[Collected data]

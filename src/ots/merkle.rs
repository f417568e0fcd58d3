//! Merkle aggregation of many timestamps under one tip
//!
//! Leaves are paired left to right. A pair (left, right) becomes
//! `sha256(left || right)`: left reaches the concatenation through
//! `Append(right)`, right through `Prepend(left)`. An unpaired last element
//! carries over to the next level unchanged.
//!
//! The tree is built once, then every leaf timestamp gets the op path to the
//! tip replayed onto it and a copy of the tip merged at the end. Anything
//! merged into the tip before grafting (calendar responses, for example)
//! therefore reaches every leaf.

use sha2::{Digest, Sha256};

use crate::error::MergeError;
use crate::ots::op::Op;
use crate::ots::timestamp::Timestamp;

/// Aggregated tip plus the op path from each leaf to it
#[derive(Debug, Clone)]
pub struct MerkleTree {
    tip: Timestamp,
    paths: Vec<Vec<Op>>,
}

/// Working element of one level: current digest and the leaves under it
struct Group {
    digest: Vec<u8>,
    leaves: Vec<usize>,
}

impl MerkleTree {
    /// Build over leaf digests; `None` when there are no leaves
    #[must_use]
    pub fn new<D: AsRef<[u8]>>(leaf_digests: &[D]) -> Option<Self> {
        let mut paths: Vec<Vec<Op>> = vec![Vec::new(); leaf_digests.len()];
        let mut level: Vec<Group> = leaf_digests
            .iter()
            .enumerate()
            .map(|(i, d)| Group {
                digest: d.as_ref().to_vec(),
                leaves: vec![i],
            })
            .collect();

        loop {
            let mut iter = level.into_iter();
            let mut carry = Some(iter.next()?);
            let mut next = Vec::new();

            for group in iter {
                match carry.take() {
                    Some(left) => next.push(pair(left, group, &mut paths)),
                    None => carry = Some(group),
                }
            }

            if next.is_empty() {
                let root = carry?;
                return Some(Self {
                    tip: Timestamp::new(root.digest),
                    paths,
                });
            }
            if let Some(left_over) = carry {
                next.push(left_over);
            }
            level = next;
        }
    }

    /// Root node shared by all leaves
    #[must_use]
    pub fn tip(&self) -> &Timestamp {
        &self.tip
    }

    /// Mutable tip, for attaching calendar results before grafting
    pub fn tip_mut(&mut self) -> &mut Timestamp {
        &mut self.tip
    }

    /// Number of leaves
    #[must_use]
    pub fn len(&self) -> usize {
        self.paths.len()
    }

    #[must_use]
    pub fn is_empty(&self) -> bool {
        self.paths.is_empty()
    }

    /// Ops leading from leaf `index` to the tip
    #[must_use]
    pub fn path(&self, index: usize) -> Option<&[Op]> {
        self.paths.get(index).map(Vec::as_slice)
    }

    /// Replay leaf `index`'s path onto `leaf` and merge the tip at its end
    ///
    /// # Errors
    ///
    /// Returns [`MergeError`] when `leaf` is not the timestamp the tree was
    /// built from, so its path does not arrive at the tip digest.
    pub fn graft(&self, index: usize, leaf: &mut Timestamp) -> Result<(), MergeError> {
        let Some(path) = self.paths.get(index) else {
            return Err(MergeError {
                left: hex::encode(leaf.digest()),
                right: hex::encode(self.tip.digest()),
            });
        };

        let mut node = leaf;
        for op in path {
            node = node.add(op.clone());
        }
        node.merge(&self.tip)
    }
}

fn pair(left: Group, right: Group, paths: &mut [Vec<Op>]) -> Group {
    for &i in &left.leaves {
        paths[i].push(Op::Append(right.digest.clone()));
        paths[i].push(Op::Sha256);
    }
    for &i in &right.leaves {
        paths[i].push(Op::Prepend(left.digest.clone()));
        paths[i].push(Op::Sha256);
    }

    let mut hasher = Sha256::new();
    hasher.update(&left.digest);
    hasher.update(&right.digest);

    let mut leaves = left.leaves;
    leaves.extend(right.leaves);

    Group {
        digest: hasher.finalize().to_vec(),
        leaves,
    }
}

/// Aggregate `leaves` under a common tip and graft it into each of them
///
/// Returns the tip, or `None` for an empty slice.
pub fn make_merkle_tree(leaves: &mut [&mut Timestamp]) -> Option<Timestamp> {
    let digests: Vec<Vec<u8>> = leaves.iter().map(|l| l.digest().to_vec()).collect();
    let tree = MerkleTree::new(&digests)?;

    for (i, leaf) in leaves.iter_mut().enumerate() {
        // paths were computed from these exact digests
        if let Err(e) = tree.graft(i, leaf) {
            tracing::error!(leaf = i, error = %e, "Merkle graft failed");
        }
    }

    Some(tree.tip)
}
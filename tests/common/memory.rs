//! In-memory calendar and block explorer
//!
//! The calendar aggregates submitted digests the way a real calendar does:
//! each submission gets a per-calendar salt, and `confirm` commits every
//! outstanding commitment to one merkle tip attested at a block height.

#![allow(dead_code)]

use std::collections::HashMap;
use std::sync::atomic::{AtomicUsize, Ordering};

use async_trait::async_trait;
use parking_lot::Mutex;

use ots_client::anchoring::{AnchorError, BlockExplorer, BlockHeader, RemoteCalendar};
use ots_client::ots::MerkleTree;
use ots_client::{Attestation, Op, Timestamp};

#[derive(Default)]
pub struct MemoryCalendar {
    /// Commitments waiting for a block
    pending: Mutex<Vec<Vec<u8>>>,

    /// Upgraded timestamps by commitment
    confirmed: Mutex<HashMap<Vec<u8>, Timestamp>>,

    /// Calendar URLs that refuse submissions
    offline: Mutex<Vec<String>>,

    pub submit_count: AtomicUsize,
    pub upgrade_count: AtomicUsize,
}

impl MemoryCalendar {
    pub fn new() -> Self {
        Self::default()
    }

    pub fn take_offline(&self, url: &str) {
        self.offline.lock().push(url.to_string());
    }

    pub fn pending_count(&self) -> usize {
        self.pending.lock().len()
    }

    /// Commit all pending digests to a Bitcoin block; returns the attested tip
    pub fn confirm(&self, height: u64) -> Option<Vec<u8>> {
        let commitments: Vec<Vec<u8>> = self.pending.lock().drain(..).collect();
        let mut tree = MerkleTree::new(&commitments)?;
        tree.tip_mut()
            .add_attestation(Attestation::Bitcoin { height });

        let mut confirmed = self.confirmed.lock();
        for (index, commitment) in commitments.iter().enumerate() {
            let mut upgraded = Timestamp::new(commitment.clone());
            tree.graft(index, &mut upgraded).ok()?;
            confirmed.insert(commitment.clone(), upgraded);
        }

        Some(tree.tip().digest().to_vec())
    }
}

#[async_trait]
impl RemoteCalendar for MemoryCalendar {
    async fn submit(&self, calendar_url: &str, digest: &[u8]) -> Result<Timestamp, AnchorError> {
        self.submit_count.fetch_add(1, Ordering::SeqCst);

        if self.offline.lock().iter().any(|u| u == calendar_url) {
            return Err(AnchorError::Network(format!("{calendar_url} is offline")));
        }

        let salt = Op::Sha256.apply(calendar_url.as_bytes())[..8].to_vec();
        let mut ts = Timestamp::new(digest.to_vec());
        let commitment = ts.add(Op::Append(salt)).add(Op::Sha256);
        commitment.add_attestation(Attestation::Pending {
            uri: calendar_url.to_string(),
        });

        self.pending.lock().push(commitment.digest().to_vec());
        Ok(ts)
    }

    async fn get_timestamp(
        &self,
        _calendar_url: &str,
        commitment: &[u8],
    ) -> Result<Option<Timestamp>, AnchorError> {
        self.upgrade_count.fetch_add(1, Ordering::SeqCst);
        Ok(self.confirmed.lock().get(commitment).cloned())
    }
}

#[derive(Default)]
pub struct MemoryExplorer {
    headers: Mutex<HashMap<u64, BlockHeader>>,
    pub lookups: AtomicUsize,
}

impl MemoryExplorer {
    pub fn new() -> Self {
        Self::default()
    }

    /// Register a block whose merkle root (display order) is `merkle_root_hex`
    pub fn insert(&self, height: u64, merkle_root_hex: &str, time: u64) {
        self.headers.lock().insert(
            height,
            BlockHeader {
                merkle_root: merkle_root_hex.to_string(),
                time,
                hash: format!("{:064x}", height),
                height,
            },
        );
    }

    /// Register a block committing to the attested `tip`
    pub fn insert_tip(&self, height: u64, tip: &[u8], time: u64) {
        let mut root = tip.to_vec();
        root.reverse();
        self.insert(height, &hex::encode(root), time);
    }
}

#[async_trait]
impl BlockExplorer for MemoryExplorer {
    async fn block_hash(&self, height: u64) -> Result<String, AnchorError> {
        self.headers
            .lock()
            .get(&height)
            .map(|h| h.hash.clone())
            .ok_or_else(|| AnchorError::BlockFetchFailed {
                height,
                details: "not in memory".into(),
            })
    }

    async fn block_header(&self, hash: &str) -> Result<BlockHeader, AnchorError> {
        self.lookups.fetch_add(1, Ordering::SeqCst);
        self.headers
            .lock()
            .values()
            .find(|h| h.hash == hash)
            .cloned()
            .ok_or_else(|| AnchorError::ServiceError(format!("unknown block {hash}")))
    }
}
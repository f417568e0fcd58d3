//! Detached timestamp files (`.ots`)
//!
//! Format:
//! ```text
//! magic (31 bytes) | varuint major version | file hash op tag | file digest | timestamp
//! ```

use std::io::Read;

use crate::error::{DeserializationError, OtsResult};
use crate::ots::op::Op;
use crate::ots::ser::{Deserializer, Serializer};
use crate::ots::timestamp::Timestamp;

/// Header magic identifying an OpenTimestamps proof
pub const HEADER_MAGIC: [u8; 31] = [
    0x00, 0x4f, 0x70, 0x65, 0x6e, 0x54, 0x69, 0x6d, 0x65, 0x73, 0x74, 0x61, 0x6d, 0x70, 0x73, 0x00,
    0x00, 0x50, 0x72, 0x6f, 0x6f, 0x66, 0x00, 0xbf, 0x89, 0xe2, 0xe8, 0x84, 0xe8, 0x92, 0x94,
];

/// Only supported major version
pub const MAJOR_VERSION: u64 = 1;

/// A timestamp over a file digest, with the hash op that produced it
#[derive(Debug, Clone, PartialEq, Eq)]
pub struct DetachedTimestampFile {
    file_hash_op: Op,
    timestamp: Timestamp,
}

impl DetachedTimestampFile {
    /// Wrap an existing timestamp
    ///
    /// # Errors
    ///
    /// Returns [`DeserializationError::NotCryptoOp`] when `file_hash_op` is not
    /// a hash, and [`DeserializationError::DigestLength`] when the digest
    /// length does not fit the op.
    pub fn new(file_hash_op: Op, timestamp: Timestamp) -> Result<Self, DeserializationError> {
        let Some(len) = file_hash_op.digest_len() else {
            return Err(DeserializationError::NotCryptoOp(file_hash_op.tag()));
        };
        if timestamp.digest().len() != len {
            return Err(DeserializationError::DigestLength {
                expected: len,
                actual: timestamp.digest().len(),
            });
        }

        Ok(Self {
            file_hash_op,
            timestamp,
        })
    }

    /// Hash `bytes` with `file_hash_op` and start an empty timestamp over it
    ///
    /// # Errors
    ///
    /// Returns an error when `file_hash_op` is not a hash op.
    pub fn from_bytes(file_hash_op: Op, bytes: &[u8]) -> OtsResult<Self> {
        Self::from_reader(file_hash_op, bytes)
    }

    /// Stream `reader` through `file_hash_op` and start an empty timestamp
    ///
    /// # Errors
    ///
    /// Returns an I/O error from the reader, or an error when `file_hash_op`
    /// is not a hash op.
    pub fn from_reader<R: Read>(file_hash_op: Op, reader: R) -> OtsResult<Self> {
        if !file_hash_op.is_crypto() {
            return Err(DeserializationError::NotCryptoOp(file_hash_op.tag()).into());
        }
        let digest = file_hash_op.hash_reader(reader)?;
        Ok(Self {
            file_hash_op,
            timestamp: Timestamp::new(digest),
        })
    }

    /// Start an empty timestamp over an already computed digest
    ///
    /// # Errors
    ///
    /// See [`DetachedTimestampFile::new`].
    pub fn from_digest(file_hash_op: Op, digest: Vec<u8>) -> Result<Self, DeserializationError> {
        Self::new(file_hash_op, Timestamp::new(digest))
    }

    #[must_use]
    pub fn file_hash_op(&self) -> &Op {
        &self.file_hash_op
    }

    /// Digest of the file
    #[must_use]
    pub fn file_digest(&self) -> &[u8] {
        self.timestamp.digest()
    }

    #[must_use]
    pub fn timestamp(&self) -> &Timestamp {
        &self.timestamp
    }

    pub fn timestamp_mut(&mut self) -> &mut Timestamp {
        &mut self.timestamp
    }

    #[must_use]
    pub fn into_timestamp(self) -> Timestamp {
        self.timestamp
    }

    /// Write the full `.ots` encoding
    pub fn serialize(&self, ser: &mut Serializer) {
        ser.write_bytes(&HEADER_MAGIC);
        ser.write_varuint(MAJOR_VERSION);
        self.file_hash_op.serialize(ser);
        ser.write_bytes(self.timestamp.digest());
        self.timestamp.serialize(ser);
    }

    #[must_use]
    pub fn to_bytes(&self) -> Vec<u8> {
        let mut ser = Serializer::new();
        self.serialize(&mut ser);
        ser.into_bytes()
    }

    /// Parse a complete `.ots` buffer
    ///
    /// # Errors
    ///
    /// Returns a [`DeserializationError`] for a bad magic, an unsupported
    /// major version, a non-hash file op, a malformed timestamp or trailing
    /// bytes.
    pub fn deserialize(bytes: &[u8]) -> Result<Self, DeserializationError> {
        let mut de = Deserializer::new(bytes);

        de.assert_magic(&HEADER_MAGIC)?;

        let version = de.read_varuint()?;
        if version != MAJOR_VERSION {
            return Err(DeserializationError::UnsupportedVersion(version));
        }

        let file_hash_op = Op::deserialize(&mut de)?;
        let Some(len) = file_hash_op.digest_len() else {
            return Err(DeserializationError::NotCryptoOp(file_hash_op.tag()));
        };

        let digest = de.read_bytes(len)?.to_vec();
        let timestamp = Timestamp::deserialize(&mut de, digest)?;

        de.assert_eof()?;

        Ok(Self {
            file_hash_op,
            timestamp,
        })
    }
}
//! Human-readable rendering of proofs

use std::fmt::Write;

use crate::ots::attestation::Attestation;
use crate::ots::detached::DetachedTimestampFile;
use crate::ots::op::Op;
use crate::ots::timestamp::Timestamp;

const ANSI_BOLD: &str = "\u{1b}[1m";
const ANSI_ENDC: &str = "\u{1b}[0m";

fn indention(level: usize) -> String {
    "    ".repeat(level)
}

/// ` == <result>` with the op argument highlighted, in verbose mode only
fn str_result(verbose: bool, op: &Op, result: &[u8]) -> String {
    if !verbose {
        return String::new();
    }

    let result_hex = hex::encode(result);
    let Some(arg) = op.arg() else {
        return format!(" == {}", result_hex);
    };

    let arg_hex = hex::encode(arg);
    let bold = format!("{}{}{}", ANSI_BOLD, arg_hex, ANSI_ENDC);
    match result_hex.find(&arg_hex) {
        Some(0) => format!(" == {}{}", bold, &result_hex[arg_hex.len()..]),
        Some(i) => format!(" == {}{}", &result_hex[..i], bold),
        None => format!(" == {}", result_hex),
    }
}

impl Timestamp {
    /// Indented tree of ops and attestations
    ///
    /// A node with a single op continues at the same indent; forks are drawn
    /// with ` -> ` and indent their subtrees one level.
    #[must_use]
    pub fn str_tree(&self, indent: usize, verbose: bool) -> String {
        let mut out = String::new();
        self.write_tree(&mut out, indent, verbose);
        out
    }

    fn write_tree(&self, out: &mut String, indent: usize, verbose: bool) {
        let pad = indention(indent);

        for attestation in self.attestations() {
            let _ = writeln!(out, "{}verify {}", pad, attestation);
            if let Attestation::Bitcoin { .. } = attestation {
                let mut root = self.digest().to_vec();
                root.reverse();
                let _ = writeln!(out, "{}# Bitcoin block merkle root {}", pad, hex::encode(root));
            }
        }

        let fork = self.ops().len() > 1;
        for (op, child) in self.ops() {
            let result = str_result(verbose, op, child.digest());
            if fork {
                let _ = writeln!(out, "{} -> {}{}", pad, op, result);
                child.write_tree(out, indent + 1, verbose);
            } else {
                let _ = writeln!(out, "{}{}{}", pad, op, result);
                child.write_tree(out, indent, verbose);
            }
        }
    }
}

/// Describe a detached proof: file hash line followed by the tree
#[must_use]
pub fn info(file: &DetachedTimestampFile, verbose: bool) -> String {
    format!(
        "File {} hash: {}\nTimestamp:\n{}",
        file.file_hash_op().name(),
        hex::encode(file.file_digest()),
        file.timestamp().str_tree(0, verbose)
    )
}

/// Describe a bare timestamp
#[must_use]
pub fn info_timestamp(timestamp: &Timestamp) -> String {
    format!(
        "Hash: {}\nTimestamp:\n{}",
        hex::encode(timestamp.digest()),
        timestamp.str_tree(0, false)
    )
}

*WHAT YOU HAVE TO DO*:
Nothing should appear in the answer except the lines above from the line with "the tip digest." through the line with "for op in path", both included, written out exactly.

*ANSWER SECTION*:
    /// built from, so its path does not arrive at the tip digest.
    pub fn graft(&self, index: usize, leaf: &mut Timestamp) -> Result<(), MergeError> {
        let Some(path) = self.paths.get(index) else {
            return Err(MergeError {
                left: hex::encode(leaf.digest()),
                right: hex::encode(self.tip.digest()),
            });
        };

        let mut node = leaf;
        for op in path {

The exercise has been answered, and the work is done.